- Coat of arms
- Gmina Trzcińsko-Zdrój
- Coordinates (Trzcińsko-Zdrój): 52°58′N 14°37′E﻿ / ﻿52.967°N 14.617°E
- Country: Poland
- Voivodeship: West Pomeranian
- County: Gryfino
- Seat: Trzcińsko-Zdrój

Area
- • Total: 170.51 km^{2} (65.83 sq mi)

Population (2006)
- • Total: 5,690
- • Density: 33/km^{2} (86/sq mi)
- • Urban: 2,496
- • Rural: 3,194
- Website: http://www.trzcinsko-zdroj.pl/

= Gmina Trzcińsko-Zdrój =

Gmina Trzcińsko-Zdrój is an urban-rural gmina (administrative district) in Gryfino County, West Pomeranian Voivodeship, in north-western Poland. Its seat is the town of Trzcińsko-Zdrój, which lies approximately 33 km south of Gryfino and 50 km south of the regional capital Szczecin.

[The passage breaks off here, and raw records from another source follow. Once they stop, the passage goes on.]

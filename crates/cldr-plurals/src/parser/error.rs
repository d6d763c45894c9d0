//! Parse error taxonomy for rule descriptions.
//!
//! Every failure carries a stable category plus the offending token or
//! substring and the enclosing clause. These errors surface when locale data
//! is loaded, never per selection call: construction is all-or-nothing.

use thiserror::Error;

use crate::plural_rules::SampleType;

/// An error raised while parsing a rule description.
#[derive(Debug, Error)]
pub enum ParseError {
    /// A rule segment has no `:` separating keyword from condition.
    #[error("missing ':' in rule '{rule}'")]
    MissingColon { rule: String },

    /// A keyword contains something other than lowercase letters.
    #[error("keyword '{keyword}' must contain only lowercase letters")]
    InvalidKeyword { keyword: String },

    /// The `other` rule carried a condition; it is the unconditional fallback.
    #[error("the keyword 'other' must have no condition, got '{constraint}'")]
    ConstrainedOther { constraint: String },

    /// The same keyword was declared twice in one description.
    #[error("duplicate keyword '{keyword}'")]
    DuplicateKeyword { keyword: String },

    /// A relation started with something other than the operand letters
    /// `n i f t v w j`.
    #[error("unknown operand '{token}' in '{clause}'")]
    UnknownOperand { token: String, clause: String },

    /// A modulus or range value contained a non-digit.
    #[error("malformed value '{token}' in '{clause}'")]
    MalformedValue { token: String, clause: String },

    /// A token appeared where the relation grammar does not allow it.
    #[error("unexpected token '{token}' in '{clause}'{}",
        suggestion.map_or_else(String::new, |s| format!(" (did you mean '{s}'?)")))]
    UnexpectedToken { token: String, clause: String, suggestion: Option<&'static str> },

    /// A relation ended before the grammar was satisfied.
    #[error("unexpected end of '{clause}'")]
    MissingToken { clause: String },

    /// A range was declared with its bounds reversed.
    #[error("bounds out of order in '{clause}': {low} > {high}")]
    BoundsOutOfOrder { low: u64, high: u64, clause: String },

    /// A range bound is unreachable under the declared modulus.
    #[error("range bound {bound} must be less than modulus {modulus} in '{clause}'")]
    BoundExceedsModulus { bound: u64, modulus: u64, clause: String },

    /// `is not` only accepts a single value, never a range or list.
    #[error("'is not' accepts a single value, not a list, in '{clause}'")]
    IsNotWithList { clause: String },

    /// A sample section did not begin with `integer` or `decimal`.
    #[error("sample section must start with 'integer' or 'decimal': '{section}'")]
    MalformedSampleHeader { section: String },

    /// A sample value's visible digits contradict its section kind.
    #[error("sample value '{value}' does not fit an @{kind} section")]
    SampleDigitMismatch { value: String, kind: SampleType },

    /// `…` may only appear as the final element of a sample list.
    #[error("misplaced '…' in sample list '{section}'")]
    MisplacedEllipsis { section: String },

    /// A sample range had more than one `~` or mismatched visible digits.
    #[error("ill-formed sample range '{range}'")]
    MalformedSampleRange { range: String },

    /// Integer samples must precede decimal samples.
    #[error("integer samples must precede decimal samples in '{rule}'")]
    SampleSectionOrder { rule: String },

    /// A rule may carry at most two `@` sample sections.
    #[error("too many sample sections in '{rule}'")]
    TooManySampleSections { rule: String },
}

/// Words the relation grammar understands, for near-miss suggestions.
const GRAMMAR_WORDS: &[&str] = &["and", "or", "mod", "not", "is", "in", "within"];

/// Suggests the closest grammar word to a mistyped token, if any is close
/// enough to be a plausible typo.
pub(crate) fn suggest_grammar_word(token: &str) -> Option<&'static str> {
    GRAMMAR_WORDS
        .iter()
        .map(|&word| (word, strsim::jaro_winkler(token, word)))
        .filter(|&(_, score)| score >= 0.8)
        .max_by(|a, b| a.1.total_cmp(&b.1))
        .map(|(word, _)| word)
}
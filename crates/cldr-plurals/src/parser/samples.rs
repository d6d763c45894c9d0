//! Parser for `@integer` / `@decimal` sample sections.

use crate::operands::FixedDecimal;
use crate::parser::error::ParseError;
use crate::plural_rules::SampleType;
use crate::rules::{SampleRange, Samples};

/// Parses one sample section (the text after an `@`).
///
/// The section names its kind, then lists comma-separated values or `low~high`
/// ranges; a trailing `…` (or `...`) marks the set as unbounded.
pub(crate) fn parse_samples(section: &str) -> Result<Samples, ParseError> {
    let section = section.trim();
    let (kind, list) = if let Some(rest) = section.strip_prefix("integer") {
        (SampleType::Integer, rest)
    } else if let Some(rest) = section.strip_prefix("decimal") {
        (SampleType::Decimal, rest)
    } else {
        return Err(ParseError::MalformedSampleHeader { section: section.to_string() });
    };

    let mut ranges = Vec::new();
    let mut bounded = true;
    for item in list.split(',') {
        let item = item.trim();
        if item == "…" || item == "..." {
            if !bounded {
                return Err(ParseError::MisplacedEllipsis { section: section.to_string() });
            }
            bounded = false;
        } else if !bounded {
            // Nothing may follow the ellipsis.
            return Err(ParseError::MisplacedEllipsis { section: section.to_string() });
        } else {
            ranges.push(parse_range(item, kind, section)?);
        }
    }
    Ok(Samples { kind, ranges, bounded })
}

fn parse_range(item: &str, kind: SampleType, section: &str) -> Result<SampleRange, ParseError> {
    let parts: Vec<&str> = item.split('~').collect();
    match parts.as_slice() {
        [value] => {
            let sample = parse_sample_value(value, kind)?;
            Ok(SampleRange::point(sample))
        }
        [start, end] => {
            let start = parse_sample_value(start, kind)?;
            let end = parse_sample_value(end, kind)?;
            if start.visible_digit_count() != end.visible_digit_count() {
                return Err(ParseError::MalformedSampleRange { range: item.to_string() });
            }
            Ok(SampleRange { start, end })
        }
        _ => Err(ParseError::MalformedSampleRange { range: item.to_string() }),
    }
}

fn parse_sample_value(text: &str, kind: SampleType) -> Result<FixedDecimal, ParseError> {
    let text = text.trim();
    let value: FixedDecimal = text.parse()?;
    let integral = value.visible_digit_count() == 0;
    if integral != (kind == SampleType::Integer) {
        return Err(ParseError::SampleDigitMismatch { value: text.to_string(), kind });
    }
    Ok(value)
}
//! Clause tokenizer.
//!
//! Splits a trimmed condition clause into word tokens and self-delimiting
//! one-character punctuation tokens. Whitespace separates tokens and is
//! otherwise discarded; punctuation needs no surrounding whitespace, so
//! `n=1` lexes identically to `n = 1`.

use winnow::combinator::{alt, preceded};
use winnow::prelude::*;
use winnow::token::{one_of, take_while};

/// Characters that always form their own one-character token.
const PUNCTUATION: [char; 5] = ['!', '%', ',', '.', '='];

/// Tokenizes a clause. Total over any input: every character is either
/// whitespace, punctuation, or part of a word.
pub(crate) fn tokenize(clause: &str) -> Vec<&str> {
    let mut input = clause;
    let mut tokens = Vec::new();
    while let Ok(token) = next_token(&mut input) {
        tokens.push(token);
    }
    tokens
}

fn next_token<'i>(input: &mut &'i str) -> ModalResult<&'i str> {
    preceded(take_while(0.., char::is_whitespace), token).parse_next(input)
}

fn token<'i>(input: &mut &'i str) -> ModalResult<&'i str> {
    alt((
        one_of(PUNCTUATION).take(),
        take_while(1.., |c: char| !c.is_whitespace() && !PUNCTUATION.contains(&c)),
    ))
    .parse_next(input)
}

The gmina covers an area of 170.51 km2, and as of 2006 its total population is 5,690 (out of which the population of Trzcińsko-Zdrój amounts to 2,496, and the population of the rural part of the gmina is 3,194).

The gmina contains part of the protected area called Cedynia Landscape Park.

==Villages==
Apart from the town of Trzcińsko-Zdrój, Gmina Trzcińsko-Zdrój contains the villages and settlements of Antoniewice, Babin, Chełm Dolny, Chełm Górny, Cieplikowo, Czyste, Dobropole, Drzesz, Gogolice, Góralice, Górczyn, Klasztorne, Ostrzewka, Piaseczno, Rosnówko, Rosnowo, Smuga, Stołeczna, Strzeszów, Tchórzno and Wesoła.

==Neighbouring gminas==
Gmina Trzcińsko-Zdrój is bordered by the gminas of Banie, Chojna, Dębno, Mieszkowice and Myślibórz.